───── SOURCE DATA

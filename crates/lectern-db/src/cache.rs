//! Section summary cache stores.
//!
//! Three interchangeable [`SummaryCacheStore`] implementations: a PostgreSQL
//! table, a directory with one JSON file per key, and an in-memory map.
//! Stores never decide expiry; the summarizer compares `created_at` against
//! its TTL.

use std::collections::HashMap;
use std::path::{Path, PathBuf};
use std::sync::atomic::{AtomicUsize, Ordering};

use async_trait::async_trait;
use sqlx::{Pool, Postgres, Row};
use tokio::sync::RwLock;
use tracing::warn;

use lectern_core::{defaults, Error, Result, SectionSummaryCacheEntry, SummaryCacheStore};

// =============================================================================
// POSTGRES
// =============================================================================

/// Cache rows in `section_summary_cache`.
#[derive(Clone)]
pub struct PgSummaryCache {
    pool: Pool<Postgres>,
}

impl PgSummaryCache {
    pub fn new(pool: Pool<Postgres>) -> Self {
        Self { pool }
    }
}

#[async_trait]
impl SummaryCacheStore for PgSummaryCache {
    async fn get(&self, cache_key: &str) -> Result<Option<SectionSummaryCacheEntry>> {
        let row = sqlx::query(
            r#"
            SELECT cache_key, subject_id, section_start, section_end, keyframe_count,
                   summary, created_at
            FROM section_summary_cache
            WHERE cache_key = $1
            "#,
        )
        .bind(cache_key)
        .fetch_optional(&self.pool)
        .await
        .map_err(Error::Database)?;

        Ok(row.map(|row| {
            let keyframe_count: i32 = row.get("keyframe_count");
            SectionSummaryCacheEntry {
                cache_key: row.get("cache_key"),
                subject_id: row.get("subject_id"),
                section_start: row.get("section_start"),
                section_end: row.get("section_end"),
                keyframe_count: keyframe_count as usize,
                summary: row.get("summary"),
                created_at: row.get("created_at"),
            }
        }))
    }

    async fn put(&self, entry: &SectionSummaryCacheEntry) -> Result<()> {
        // An expired row under the same key is replaced; content is identical
        // by construction, only the timestamp moves.
        sqlx::query(
            r#"
            INSERT INTO section_summary_cache
                (cache_key, subject_id, section_start, section_end, keyframe_count, summary, created_at)
            VALUES ($1, $2, $3, $4, $5, $6, $7)
            ON CONFLICT (cache_key) DO UPDATE
            SET summary = EXCLUDED.summary,
                created_at = EXCLUDED.created_at
            "#,
        )
        .bind(&entry.cache_key)
        .bind(entry.subject_id)
        .bind(entry.section_start)
        .bind(entry.section_end)
        .bind(entry.keyframe_count as i32)
        .bind(&entry.summary)
        .bind(entry.created_at)
        .execute(&self.pool)
        .await
        .map_err(Error::Database)?;
        Ok(())
    }
}

// =============================================================================
// FILESYSTEM
// =============================================================================

/// One `{cache_key}.json` file per entry under a root directory.
#[derive(Debug, Clone)]
pub struct FilesystemSummaryCache {
    root: PathBuf,
}

impl FilesystemSummaryCache {
    pub fn new(root: impl Into<PathBuf>) -> Self {
        Self { root: root.into() }
    }

    /// Read the root from `LECTERN_CACHE_DIR`, falling back to the default.
    pub fn from_env() -> Self {
        Self::new(
            std::env::var(defaults::ENV_CACHE_DIR)
                .unwrap_or_else(|_| defaults::CACHE_DIR.to_string()),
        )
    }

    pub fn root(&self) -> &Path {
        &self.root
    }

    fn path_for(&self, cache_key: &str) -> Result<PathBuf> {
        // Keys are hex digests; anything else could escape the root.
        if cache_key.is_empty() || !cache_key.chars().all(|c| c.is_ascii_alphanumeric()) {
            return Err(Error::InvalidInput(format!(
                "invalid cache key: {:?}",
                cache_key
            )));
        }
        Ok(self.root.join(format!("{}.json", cache_key)))
    }
}

#[async_trait]
impl SummaryCacheStore for FilesystemSummaryCache {
    async fn get(&self, cache_key: &str) -> Result<Option<SectionSummaryCacheEntry>> {
        let path = self.path_for(cache_key)?;
        let bytes = match tokio::fs::read(&path).await {
            Ok(bytes) => bytes,
            Err(e) if e.kind() == std::io::ErrorKind::NotFound => return Ok(None),
            Err(e) => return Err(e.into()),
        };
        match serde_json::from_slice(&bytes) {
            Ok(entry) => Ok(Some(entry)),
            Err(e) => {
                warn!(
                    subsystem = "database",
                    component = "summary_cache",
                    path = %path.display(),
                    error = %e,
                    "Ignoring unreadable cache file"
                );
                Ok(None)
            }
        }
    }

    async fn put(&self, entry: &SectionSummaryCacheEntry) -> Result<()> {
        let path = self.path_for(&entry.cache_key)?;
        tokio::fs::create_dir_all(&self.root).await?;
        let tmp = path.with_extension("json.tmp");
        tokio::fs::write(&tmp, serde_json::to_vec_pretty(entry)?).await?;
        tokio::fs::rename(&tmp, &path).await?;
        Ok(())
    }
}

// =============================================================================
// MEMORY
// =============================================================================

/// In-process cache, mainly for tests and preview tooling.
#[derive(Default)]
pub struct MemorySummaryCache {
    entries: RwLock<HashMap<String, SectionSummaryCacheEntry>>,
    puts: AtomicUsize,
}

impl MemorySummaryCache {
    pub fn new() -> Self {
        Self::default()
    }

    /// Number of `put` calls so far.
    pub fn put_count(&self) -> usize {
        self.puts.load(Ordering::SeqCst)
    }

    pub async fn len(&self) -> usize {
        self.entries.read().await.len()
    }

    pub async fn is_empty(&self) -> bool {
        self.entries.read().await.is_empty()
    }

    /// Overwrite an entry directly, bypassing the put counter.
    pub async fn seed(&self, entry: SectionSummaryCacheEntry) {
        self.entries
            .write()
            .await
            .insert(entry.cache_key.clone(), entry);
    }
}

#[async_trait]
impl SummaryCacheStore for MemorySummaryCache {
    async fn get(&self, cache_key: &str) -> Result<Option<SectionSummaryCacheEntry>> {
        Ok(self.entries.read().await.get(cache_key).cloned())
    }

    async fn put(&self, entry: &SectionSummaryCacheEntry) -> Result<()> {
        self.puts.fetch_add(1, Ordering::SeqCst);
        self.entries
            .write()
            .await
            .insert(entry.cache_key.clone(), entry.clone());
        Ok(())
    }
}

──────────

→ PROBLEM DESCRIPTION
Reproduce every line above. Keep it exact.

→ RESPONSE FOR THIS EXERCISE
filename crates/lectern-db/src/cache.rs
//! Section summary cache stores.
//!
//! Three interchangeable [`SummaryCacheStore`] implementations: a PostgreSQL
//! table, a directory with one JSON file per key, and an in-memory map.
//! Stores never decide expiry; the summarizer compares `created_at` against
//! its TTL.

use std::collections::HashMap;
use std::path::{Path, PathBuf};
use std::sync::atomic::{AtomicUsize, Ordering};

use async_trait::async_trait;
use sqlx::{Pool, Postgres, Row};
use tokio::sync::RwLock;
use tracing::warn;

use lectern_core::{defaults, Error, Result, SectionSummaryCacheEntry, SummaryCacheStore};

// =============================================================================
// POSTGRES
// =============================================================================

/// Cache rows in `section_summary_cache`.
#[derive(Clone)]
pub struct PgSummaryCache {
    pool: Pool<Postgres>,
}

impl PgSummaryCache {
    pub fn new(pool: Pool<Postgres>) -> Self {
        Self { pool }
    }
}

#[async_trait]
impl SummaryCacheStore for PgSummaryCache {
    async fn get(&self, cache_key: &str) -> Result<Option<SectionSummaryCacheEntry>> {
        let row = sqlx::query(
            r#"
            SELECT cache_key, subject_id, section_start, section_end, keyframe_count,
                   summary, created_at
            FROM section_summary_cache
            WHERE cache_key = $1
            "#,
        )
        .bind(cache_key)
        .fetch_optional(&self.pool)
        .await
        .map_err(Error::Database)?;

        Ok(row.map(|row| {
            let keyframe_count: i32 = row.get("keyframe_count");
            SectionSummaryCacheEntry {
                cache_key: row.get("cache_key"),
                subject_id: row.get("subject_id"),
                section_start: row.get("section_start"),
                section_end: row.get("section_end"),
                keyframe_count: keyframe_count as usize,
                summary: row.get("summary"),
                created_at: row.get("created_at"),
            }
        }))
    }

    async fn put(&self, entry: &SectionSummaryCacheEntry) -> Result<()> {
        // An expired row under the same key is replaced; content is identical
        // by construction, only the timestamp moves.
        sqlx::query(
            r#"
            INSERT INTO section_summary_cache
                (cache_key, subject_id, section_start, section_end, keyframe_count, summary, created_at)
            VALUES ($1, $2, $3, $4, $5, $6, $7)
            ON CONFLICT (cache_key) DO UPDATE
            SET summary = EXCLUDED.summary,
                created_at = EXCLUDED.created_at
            "#,
        )
        .bind(&entry.cache_key)
        .bind(entry.subject_id)
        .bind(entry.section_start)
        .bind(entry.section_end)
        .bind(entry.keyframe_count as i32)
        .bind(&entry.summary)
        .bind(entry.created_at)
        .execute(&self.pool)
        .await
        .map_err(Error::Database)?;
        Ok(())
    }
}

// =============================================================================
// FILESYSTEM
// =============================================================================

/// One `{cache_key}.json` file per entry under a root directory.
#[derive(Debug, Clone)]
pub struct FilesystemSummaryCache {
    root: PathBuf,
}

impl FilesystemSummaryCache {
    pub fn new(root: impl Into<PathBuf>) -> Self {
        Self { root: root.into() }
    }

    /// Read the root from `LECTERN_CACHE_DIR`, falling back to the default.
    pub fn from_env() -> Self {
        Self::new(
            std::env::var(defaults::ENV_CACHE_DIR)
                .unwrap_or_else(|_| defaults::CACHE_DIR.to_string()),
        )
    }

    pub fn root(&self) -> &Path {
        &self.root
    }

    fn path_for(&self, cache_key: &str) -> Result<PathBuf> {
        // Keys are hex digests; anything else could escape the root.
        if cache_key.is_empty() || !cache_key.chars().all(|c| c.is_ascii_alphanumeric()) {
            return Err(Error::InvalidInput(format!(
                "invalid cache key: {:?}",
                cache_key
            )));
        }
        Ok(self.root.join(format!("{}.json", cache_key)))
    }
}

#[async_trait]
impl SummaryCacheStore for FilesystemSummaryCache {
    async fn get(&self, cache_key: &str) -> Result<Option<SectionSummaryCacheEntry>> {
        let path = self.path_for(cache_key)?;
        let bytes = match tokio::fs::read(&path).await {
            Ok(bytes) => bytes,
            Err(e) if e.kind() == std::io::ErrorKind::NotFound => return Ok(None),
            Err(e) => return Err(e.into()),
        };
        match serde_json::from_slice(&bytes) {
            Ok(entry) => Ok(Some(entry)),
            Err(e) => {
                warn!(
                    subsystem = "database",
                    component = "summary_cache",
                    path = %path.display(),
                    error = %e,
                    "Ignoring unreadable cache file"
                );
                Ok(None)
            }
        }
    }

    async fn put(&self, entry: &SectionSummaryCacheEntry) -> Result<()> {
        let path = self.path_for(&entry.cache_key)?;
        tokio::fs::create_dir_all(&self.root).await?;
        let tmp = path.with_extension("json.tmp");
        tokio::fs::write(&tmp, serde_json::to_vec_pretty(entry)?).await?;
        tokio::fs::rename(&tmp, &path).await?;
        Ok(())
    }
}

// =============================================================================
// MEMORY
// =============================================================================

/// In-process cache, mainly for tests and preview tooling.
#[derive(Default)]
pub struct MemorySummaryCache {
    entries: RwLock<HashMap<String, SectionSummaryCacheEntry>>,
    puts: AtomicUsize,
}

impl MemorySummaryCache {
    pub fn new() -> Self {
        Self::default()
    }

    /// Number of `put` calls so far.
    pub fn put_count(&self) -> usize {
        self.puts.load(Ordering::SeqCst)
    }

    pub async fn len(&self) -> usize {
        self.entries.read().await.len()
    }

    pub async fn is_empty(&self) -> bool {
        self.entries.read().await.is_empty()
    }

    /// Overwrite an entry directly, bypassing the put counter.
    pub async fn seed(&self, entry: SectionSummaryCacheEntry) {
        self.entries
            .write()
            .await
            .insert(entry.cache_key.clone(), entry);
    }
}

#[async_trait]
impl SummaryCacheStore for MemorySummaryCache {
    async fn get(&self, cache_key: &str) -> Result<Option<SectionSummaryCacheEntry>> {
        Ok(self.entries.read().await.get(cache_key).cloned())
    }

    async fn put(&self, entry: &SectionSummaryCacheEntry) -> Result<()> {
        self.puts.fetch_add(1, Ordering::SeqCst);
        self.entries
            .write()
            .await
            .insert(entry.cache_key.clone(), entry.clone());
        Ok(())
    }
}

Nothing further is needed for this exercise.